ABD, “Terörle Savaş” sloganıyla dünyaya lanse ettiği Irak’a yönelik silahlı müdahalenin ardından işgale karşı ortaya çıkan direnişi verdiği ağır kayıplara ve harcadığı milyarlarca dolara rağmen tam olarak kıramamış ve Irak’tan ayrılmak zorunda kalmıştır. Aynı durum, Afganistan’da Taliban’a karşı verdiği mücadelede de yaşanmış ve ABD ordusu ülkeden ayrılmaya başlar başlamaz Afganistan hızla tekrar Taliban’ın eline düşmüştür.

Türk ordusu ve güvenlik kuvvetleri ise yıllardır kararlılıkla sürdürdükleri operasyonlarla terör örgütüne büyük darbeler vurmuş ve örgütün eylem kapasitesini oldukça sınırlı bir hale getirmiştir. Bu operasyonlarda etkisiz hale getirilen terörist miktarı da verilen zayiatlar ile kıyaslanamayacak kadar fazladır. Yani askerî harekât açısından terörle mücadelenin büyük oranda başarılı olduğunu söylemek mümkündür. Ancak yine de bu başarı, PKK Terör Örgütü’nün yok olmasını sağlayamamıştır.  Çünkü, teröristler ile yapılan mücadelede elde edilen başarılar terörle mücadeleye aynı oranda yansımamıştır. Tam aksine, askeri alanda gerileyen PKK, başka alanlarda etkinliğini artırmayı başarmıştır.

Örneğin, TBMM’de PKK’nın siyasi temsilcisi gibi davranan bir siyasi parti vardır ve bu parti belli aralıklarla kapatılmasına rağmen isim değiştirerek hemen her seçimde parlementoya girmeyi başarmaktadır. Yani bu parti, bir toplumsal taban bulmuştur. Öte yandan PKK, kurduğu derneklerle uluslararası alanda da örgütlenmiş, hemen her ülkede bazı organizasyonlar teşkil etmiş ve bu organizasyonların çalışmaları İngiltere gibi demokratik ülkelerin parlamentolarında bile destekçi bulabilmektedir.

Ayrıca, yurt içindeki silahlı gücü azalan ve eylem kapasitesi sınırlı hale gelen terör örgütü İran ve Irak’tan sonra Suriye’de de farklı bir isimle yeni bir örgüt kurmuştur. Bu örgüt Suriye iç savaşının yarattığı uygun ortamdan faydalanarak oldukça güçlenmiştir. Böylece, Türkiye’de silahlı terörist sayısı yüzlerle ifade edilecek kadar azalmış olmasına rağmen yurt dışındaki teröristler de dikkate alındığında (PYD vb. farklı isimlerle de olsa) PKK’nın silahlı unsurlarının sayısı tarihinin en yüksek rakamlarına ulaşmıştır.

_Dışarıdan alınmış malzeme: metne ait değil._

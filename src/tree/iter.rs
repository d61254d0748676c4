use std::collections::VecDeque;
use std::iter::Iterator;

use super::TreeNode;
use crate::dataset::{Float, Label};

/// Level-order (BFT) iterator of nodes in a projection pursuit tree
pub struct NodeIter<'a, F, L> {
    queue: VecDeque<&'a TreeNode<F, L>>,
}

impl<'a, F, L> NodeIter<'a, F, L> {
    pub fn new(root: &'a TreeNode<F, L>) -> Self {
        NodeIter {
            queue: VecDeque::from(vec![root]),
        }
    }
}

impl<'a, F: Float, L: Label> Iterator for NodeIter<'a, F, L> {
    type Item = &'a TreeNode<F, L>;

    fn next(&mut self) -> Option<Self::Item> {
        self.queue.pop_front().map(|node| {
            self.queue.extend(node.children());
            node
        })
    }
}
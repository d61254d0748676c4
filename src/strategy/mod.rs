//! Split search strategies
//!
//! A split is searched in two steps: the [dimensionality reduction](dr) strategy picks the
//! feature columns, then the [projection pursuit](pp) strategy finds the separating projection
//! on those columns.
pub mod dr;
pub mod pp;

pub use dr::{DimensionReduction, DrSelection};
pub use pp::{Glda, ProjectionPursuit};
//! JSON model format
//!
//! A tree is stored as `{"root": node}` where a node is either
//! `{"projector": [..], "threshold": t, "lower": node, "upper": node}` or `{"value": label}`.
//! A forest is stored as `{"trees": [tree, ..]}`. Only the decision structure is kept, restored
//! models carry default hyperparameters and no training data.
use ndarray::Array1;
use serde_crate::{de::DeserializeOwned, Deserialize, Serialize};

use super::{Condition, Tree, TreeNode, TreeValidParams};
use crate::{
    dataset::{Float, Label},
    error::{Error, Result},
    forest::{BootstrapTree, Forest},
    ParamGuard,
};

#[derive(Serialize, Deserialize)]
#[serde(crate = "serde_crate", untagged)]
enum NodeRepr<F, L> {
    Condition {
        projector: Vec<F>,
        threshold: F,
        lower: Box<NodeRepr<F, L>>,
        upper: Box<NodeRepr<F, L>>,
    },
    Response {
        value: L,
    },
}

#[derive(Serialize, Deserialize)]
#[serde(crate = "serde_crate")]
struct TreeRepr<F, L> {
    root: NodeRepr<F, L>,
}

#[derive(Serialize, Deserialize)]
#[serde(crate = "serde_crate")]
struct ForestRepr<F, L> {
    trees: Vec<TreeRepr<F, L>>,
}

impl<F: Float, L: Label> NodeRepr<F, L> {
    fn from_node(node: &TreeNode<F, L>) -> Self {
        node.fold(
            |value| NodeRepr::Response {
                value: value.clone(),
            },
            |condition, lower, upper| NodeRepr::Condition {
                projector: condition.projector().to_vec(),
                threshold: condition.threshold(),
                lower: Box::new(lower),
                upper: Box::new(upper),
            },
        )
    }

    fn into_node(self) -> TreeNode<F, L> {
        match self {
            NodeRepr::Response { value } => TreeNode::response(value),
            NodeRepr::Condition {
                projector,
                threshold,
                lower,
                upper,
            } => TreeNode::Condition(Condition::new(
                Array1::from(projector),
                threshold,
                lower.into_node(),
                upper.into_node(),
            )),
        }
    }
}

impl<F: Float, L: Label> TreeRepr<F, L> {
    fn from_tree(tree: &Tree<F, L>) -> Self {
        TreeRepr {
            root: NodeRepr::from_node(tree.root()),
        }
    }

    /// Rebuilds the tree, every projector must have the same width
    fn into_tree(self) -> Result<Tree<F, L>> {
        let root = self.root.into_node();

        let mut n_features = None;
        for node in super::NodeIter::new(&root) {
            if let Some(condition) = node.as_condition() {
                let width = condition.projector().len();
                match n_features {
                    None => n_features = Some(width),
                    Some(expected) if expected != width => {
                        return Err(Error::ShapeMismatch {
                            context: "projector width",
                            expected,
                            found: width,
                        })
                    }
                    _ => {}
                }
            }
        }

        Ok(Tree::from_parts(
            root,
            TreeValidParams::default(),
            n_features.unwrap_or_default(),
            None,
        ))
    }
}

impl<F, L> Tree<F, L>
where
    F: Float + Serialize + DeserializeOwned,
    L: Label + Serialize + DeserializeOwned,
{
    /// Encodes the decision structure as JSON
    pub fn to_json(&self) -> Result<String> {
        Ok(serde_json::to_string(&TreeRepr::from_tree(self))?)
    }

    /// Restores a tree from JSON
    ///
    /// The tree has default hyperparameters and no training data.
    pub fn from_json(json: &str) -> Result<Self> {
        serde_json::from_str::<TreeRepr<F, L>>(json)?.into_tree()
    }
}

impl<F, L> Forest<F, L>
where
    F: Float + Serialize + DeserializeOwned,
    L: Label + Serialize + DeserializeOwned,
{
    /// Encodes the decision structure of every tree as JSON
    pub fn to_json(&self) -> Result<String> {
        let repr = ForestRepr {
            trees: self
                .trees()
                .iter()
                .map(|tree| TreeRepr::from_tree(tree))
                .collect(),
        };
        Ok(serde_json::to_string(&repr)?)
    }

    /// Restores a forest from JSON
    ///
    /// The trees carry no bootstrap samples, out-of-bag metrics and importance strategies
    /// which need training data fail with `MissingTrainingData`.
    pub fn from_json(json: &str) -> Result<Self> {
        let repr = serde_json::from_str::<ForestRepr<F, L>>(json)?;
        let params = Forest::<F, L>::params(repr.trees.len()).check()?;

        let trees = repr
            .trees
            .into_iter()
            .map(|tree| tree.into_tree().map(|tree| BootstrapTree::new(tree, None)))
            .collect::<Result<Vec<_>>>()?;

        Ok(Forest::from_parts(trees, params, None))
    }
}
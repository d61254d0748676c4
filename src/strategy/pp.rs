//! Projection pursuit
//!
//! A projection pursuit strategy searches for the one-dimensional linear projection which
//! separates the classes of a dataset best with respect to a separability index.
use linfa_linalg::eigh::Eigh;
use ndarray::{s, Array1, Array2, ArrayBase, Axis, Data, Ix1};

#[cfg(feature = "serde")]
use serde_crate::{Deserialize, Serialize};

use crate::dataset::{Float, Label, SortedDataSpec};
use crate::error::{Error, Result};

/// Coefficients with a smaller magnitude are set to zero in an optimized projector
pub const COEFFICIENT_CUTOFF: f64 = 1e-15;

/// Optimization of a separating projection
pub trait ProjectionPursuit<F: Float> {
    /// Returns the unit-norm projector maximizing the separability index on `data`
    fn optimize<L: Label>(&self, data: &SortedDataSpec<F, L>) -> Result<Array1<F>>;

    /// Separability of the classes of `data` along `projector`, between 0 and 1
    fn index<L: Label>(
        &self,
        data: &SortedDataSpec<F, L>,
        projector: &ArrayBase<impl Data<Elem = F>, Ix1>,
    ) -> Result<F>;
}

/// Generalized linear discriminant analysis
///
/// Blends the within-class scatter `W` with its diagonal:
/// `Wλ = diag(W) + (1 - λ) (W - diag(W))`. With `λ = 0` the full scatter is used (classic LDA),
/// with `λ = 1` only the per-feature variances remain. The projector maximizes the ratio of the
/// between-class scatter `B` to `Wλ + B`.
#[cfg_attr(
    feature = "serde",
    derive(Serialize, Deserialize),
    serde(crate = "serde_crate")
)]
#[derive(Clone, Copy, Debug, PartialEq)]
pub struct Glda<F> {
    lambda: F,
}

impl<F: Float> Glda<F> {
    pub fn new(lambda: F) -> Self {
        Glda { lambda }
    }

    pub fn lambda(&self) -> F {
        self.lambda
    }

    /// Returns `(Wλ, B)` of the classes present in `data`
    fn scatter<L: Label>(&self, data: &SortedDataSpec<F, L>) -> Result<(Array2<F>, Array2<F>)> {
        let (within, between) = scatter_matrices(data)?;
        let diagonal = Array2::from_diag(&within.diag());
        let blended = &diagonal + &((&within - &diagonal) * (F::one() - self.lambda));

        Ok((blended, between))
    }
}

impl<F: Float> ProjectionPursuit<F> for Glda<F> {
    fn optimize<L: Label>(&self, data: &SortedDataSpec<F, L>) -> Result<Array1<F>> {
        let width = data.ncols();
        let active = varying_columns(data);
        if active.is_empty() {
            return Err(Error::DegenerateSplit(
                "every feature is constant on the node data".to_string(),
            ));
        }

        let reduced = data.select_columns(&active);
        let (within, between) = self.scatter(&reduced)?;
        let reduced_projector = solve_generalized(&(&within + &between), &between)?;

        let mut projector = Array1::zeros(width);
        for (coefficient, column) in reduced_projector.iter().zip(active.iter()) {
            projector[*column] = *coefficient;
        }

        Ok(canonicalize(projector))
    }

    fn index<L: Label>(
        &self,
        data: &SortedDataSpec<F, L>,
        projector: &ArrayBase<impl Data<Elem = F>, Ix1>,
    ) -> Result<F> {
        if projector.len() != data.ncols() {
            return Err(Error::ShapeMismatch {
                context: "projector width",
                expected: data.ncols(),
                found: projector.len(),
            });
        }

        let (within, between) = self.scatter(data)?;
        let numerator = projector.dot(&within.dot(projector));
        let denominator = numerator + projector.dot(&between.dot(projector));

        if denominator.abs() <= F::epsilon() {
            Ok(F::zero())
        } else {
            Ok(F::one() - numerator / denominator)
        }
    }
}

/// Within-class scatter `W` and between-class scatter `B` over the class blocks of `data`
pub(crate) fn scatter_matrices<F: Float, L: Label>(
    data: &SortedDataSpec<F, L>,
) -> Result<(Array2<F>, Array2<F>)> {
    let x = data.x();
    let width = x.ncols();
    let mean = x
        .mean_axis(Axis(0))
        .ok_or_else(|| Error::Parameters("cannot compute scatter without rows".to_string()))?;

    let mut within = Array2::zeros((width, width));
    let mut between = Array2::zeros((width, width));
    for (_, rows) in data.groups().iter() {
        let size = rows.len();
        let block = x.slice(s![rows, ..]);
        let group_mean = block
            .mean_axis(Axis(0))
            .ok_or_else(|| Error::Parameters("empty class block".to_string()))?;

        let centered = &block - &group_mean;
        within += &centered.t().dot(&centered);

        let offset = (&group_mean - &mean).insert_axis(Axis(1));
        between.scaled_add(F::cast(size), &offset.dot(&offset.t()));
    }

    Ok((within, between))
}

/// Columns with more than one distinct value
fn varying_columns<F: Float, L: Label>(data: &SortedDataSpec<F, L>) -> Vec<usize> {
    data.x()
        .axis_iter(Axis(1))
        .enumerate()
        .filter(|(_, column)| {
            column
                .iter()
                .next()
                .map(|first| column.iter().any(|value| value != first))
                .unwrap_or(false)
        })
        .map(|(idx, _)| idx)
        .collect()
}

/// Leading eigenvector of `A⁻¹B` for symmetric `A` (positive definite) and `B`
///
/// The problem is symmetrized with `A^{-1/2}`: the eigenvectors `u` of `A^{-1/2} B A^{-1/2}` map
/// back to eigenvectors `A^{-1/2} u` of `A⁻¹B` with the same eigenvalues. Among equal magnitudes
/// the lowest eigenvalue index is taken.
fn solve_generalized<F: Float>(a: &Array2<F>, b: &Array2<F>) -> Result<Array1<F>> {
    let (values, vectors) = a.eigh()?;

    let largest = values.iter().fold(F::zero(), |acc, v| acc.max(v.abs()));
    let smallest = values.iter().fold(F::infinity(), |acc, v| acc.min(*v));
    if largest <= F::zero() || smallest <= F::cast(a.nrows()) * F::epsilon() * largest {
        return Err(Error::DegenerateSplit(format!(
            "scatter matrix is singular (smallest eigenvalue {}, largest {})",
            smallest, largest
        )));
    }

    let inv_sqrt = vectors
        .dot(&Array2::from_diag(&values.mapv(|v| v.sqrt().recip())))
        .dot(&vectors.t());
    let reduced = inv_sqrt.dot(b).dot(&inv_sqrt);
    // symmetric up to rounding
    let reduced = (&reduced + &reduced.t()) * F::cast(0.5);

    let (values, vectors) = reduced.eigh()?;
    let mut leading = 0;
    for (idx, value) in values.iter().enumerate() {
        if value.abs() > values[leading].abs() {
            leading = idx;
        }
    }
    if values[leading].abs() <= F::cast(a.nrows()) * F::epsilon() {
        return Err(Error::DegenerateSplit(
            "classes are not separable on the node data".to_string(),
        ));
    }

    Ok(inv_sqrt.dot(&vectors.column(leading)))
}

/// Unit norm, negligible coefficients truncated to zero and a positive first coefficient
fn canonicalize<F: Float>(projector: Array1<F>) -> Array1<F> {
    let norm = projector.dot(&projector).sqrt();
    let cutoff = F::cast(COEFFICIENT_CUTOFF);
    let mut projector = projector.mapv(|c| {
        let c = c / norm;
        if c.abs() < cutoff {
            F::zero()
        } else {
            c
        }
    });

    if let Some(first) = projector.iter().find(|c| **c != F::zero()) {
        if *first < F::zero() {
            projector.mapv_inplace(|c| -c);
        }
    }

    projector
}
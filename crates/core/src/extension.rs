//! Latent-upscale extension.
//!
//! Activating it wraps three stock stages with decorators that route LTXV2
//! requests asking for a `latentmodel-` upscale through the two-stage
//! pipeline and leave every other request on the stock path.

use std::sync::atomic::{AtomicBool, Ordering};
use std::sync::Arc;

use anyhow::Result;
use tracing::{debug, info};

use crate::context::GenerationContext;
use crate::params::keys;
use crate::registry::{PipelineStage, StageRegistry};
use crate::sampling::VideoRequest;
use crate::stages::{priority, run_extend, RefinerStage};
use crate::upscale::{
    run_two_stage_image_to_video, wants_latent_upscale, LatentChainSet, UpscaleEntry,
    UpscaleMethod,
};

#[derive(Debug, Clone, Copy, PartialEq, Eq)]
pub enum ActivationOutcome {
    Activated,
    AlreadyActive,
}

/// Patch-once guard owned by whoever composes the registry.
#[derive(Debug, Default)]
pub struct ExtensionActivation {
    activated: AtomicBool,
}

impl ExtensionActivation {
    pub fn new() -> Self {
        Self::default()
    }

    pub fn is_active(&self) -> bool {
        self.activated.load(Ordering::Acquire)
    }

    /// Installs the decorators on the first call; later calls change nothing.
    pub fn activate(&self, registry: &mut StageRegistry) -> ActivationOutcome {
        if self
            .activated
            .compare_exchange(false, true, Ordering::AcqRel, Ordering::Acquire)
            .is_err()
        {
            debug!("Latent upscale extension already active");
            return ActivationOutcome::AlreadyActive;
        }

        let chains = LatentChainSet::builtin();
        let i2v_chains = chains.clone();
        let extend_chains = chains.clone();
        let patched = [
            registry.replace(priority::IMAGE_TO_VIDEO, false, move |inner| {
                Arc::new(LatentUpscaleImageToVideoStage {
                    inner,
                    chains: i2v_chains,
                })
            }),
            registry.replace(priority::EXTEND_VIDEO, false, move |inner| {
                Arc::new(LatentUpscaleExtendStage {
                    inner,
                    chains: extend_chains,
                })
            }),
            registry.replace(priority::REFINER, true, move |inner| {
                Arc::new(LatentUpscaleRefinerStage {
                    inner,
                    chain_aware: RefinerStage::with_chains(chains),
                })
            }),
        ];
        info!(
            patched = patched.iter().filter(|replaced| **replaced).count(),
            "Activated latent upscale extension"
        );
        ActivationOutcome::Activated
    }
}

/// Image-to-video, two-stage when the latent upscale predicate holds.
pub struct LatentUpscaleImageToVideoStage {
    inner: Arc<dyn PipelineStage>,
    chains: LatentChainSet,
}

impl PipelineStage for LatentUpscaleImageToVideoStage {
    fn name(&self) -> &str {
        "latent-upscale-image-to-video"
    }

    fn run(&self, ctx: &mut GenerationContext<'_>) -> Result<()> {
        let params = ctx.params();
        let Some(settings) = wants_latent_upscale(params, ctx.models(), UpscaleEntry::ImageToVideo)?
        else {
            return self.inner.run(ctx);
        };
        let Some(request) = VideoRequest::from_params(params, ctx.models(), ctx.defaults())? else {
            return self.inner.run(ctx);
        };
        let Some(snapshot) = ctx.media_as_raw_image()? else {
            debug!("No media to snapshot, using stock image-to-video");
            return self.inner.run(ctx);
        };
        run_two_stage_image_to_video(ctx, &request, &settings, &self.chains, snapshot)
    }
}

/// Extend segments with a per-segment latent upscale refine.
pub struct LatentUpscaleExtendStage {
    inner: Arc<dyn PipelineStage>,
    chains: LatentChainSet,
}

impl PipelineStage for LatentUpscaleExtendStage {
    fn name(&self) -> &str {
        "latent-upscale-extend-video"
    }

    fn run(&self, ctx: &mut GenerationContext<'_>) -> Result<()> {
        match wants_latent_upscale(ctx.params(), ctx.models(), UpscaleEntry::VideoToVideo)? {
            Some(settings) => run_extend(ctx, Some((&settings, &self.chains))),
            None => self.inner.run(ctx),
        }
    }
}

/// Keeps the image refiner out of the way of the video latent upscale.
pub struct LatentUpscaleRefinerStage {
    inner: Arc<dyn PipelineStage>,
    chain_aware: RefinerStage,
}

impl PipelineStage for LatentUpscaleRefinerStage {
    fn name(&self) -> &str {
        "latent-upscale-refiner"
    }

    fn run(&self, ctx: &mut GenerationContext<'_>) -> Result<()> {
        let params = ctx.params();
        if wants_latent_upscale(params, ctx.models(), UpscaleEntry::ImageToVideo)?.is_some() {
            debug!("Video latent upscale owns the upscale, skipping image refiner");
            return Ok(());
        }
        let scaled = params
            .try_get::<f64>(keys::REFINER_UPSCALE)
            .is_some_and(|scale| scale != 1.0);
        if scaled && matches!(UpscaleMethod::from_params(params), UpscaleMethod::LatentModel(_)) {
            return self.chain_aware.run(ctx);
        }
        self.inner.run(ctx)
    }
}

Üstelik, Suriye’de kurulan PYD ve onun silahlı gücü olan YPG (Örgüt kaynakları tarafından 60 binden fazla silahlı personelleri bulunduğu ve bu sayının 100.000’e çıkarılmasının planlandığı ifade edilmektedir.)[2], ABD gibi bazı ülkelerin desteğiyle artık kırsala dayalı gerilla taktikleri uygulayan bir terör örgütünden oldukça büyük bir bölgeyi kontrol altına alan, siyasi ve idari yönetim teşkilatları bulunan bir düzenli güce evrilmiştir. Dolayısıyla, ülke içinde oldukça küçülmüş olan terör örgütü ülke dışındaki gücüyle çok fazla büyümüş ve eskiye göre daha büyük bir tehdit konumuna gelmiştir.

Bu tehdidi oluşturan Suriye’deki siyasi ve askeri teşkilat, uluslararası alanda birçok ülkenin desteğini de kazanmıştır. En önemlisi de resmi olarak tanınmaları olmuştur. PKK’yı terör örgütü olarak kabul eden birçok ülke, bu örgütün Suriye’de farklı bir isimle kurduğu örgütü ve onun askeri kanadını terör örgütü olarak kabul etmemektedir. Bu ülkelerin başında ABD gelmektedir.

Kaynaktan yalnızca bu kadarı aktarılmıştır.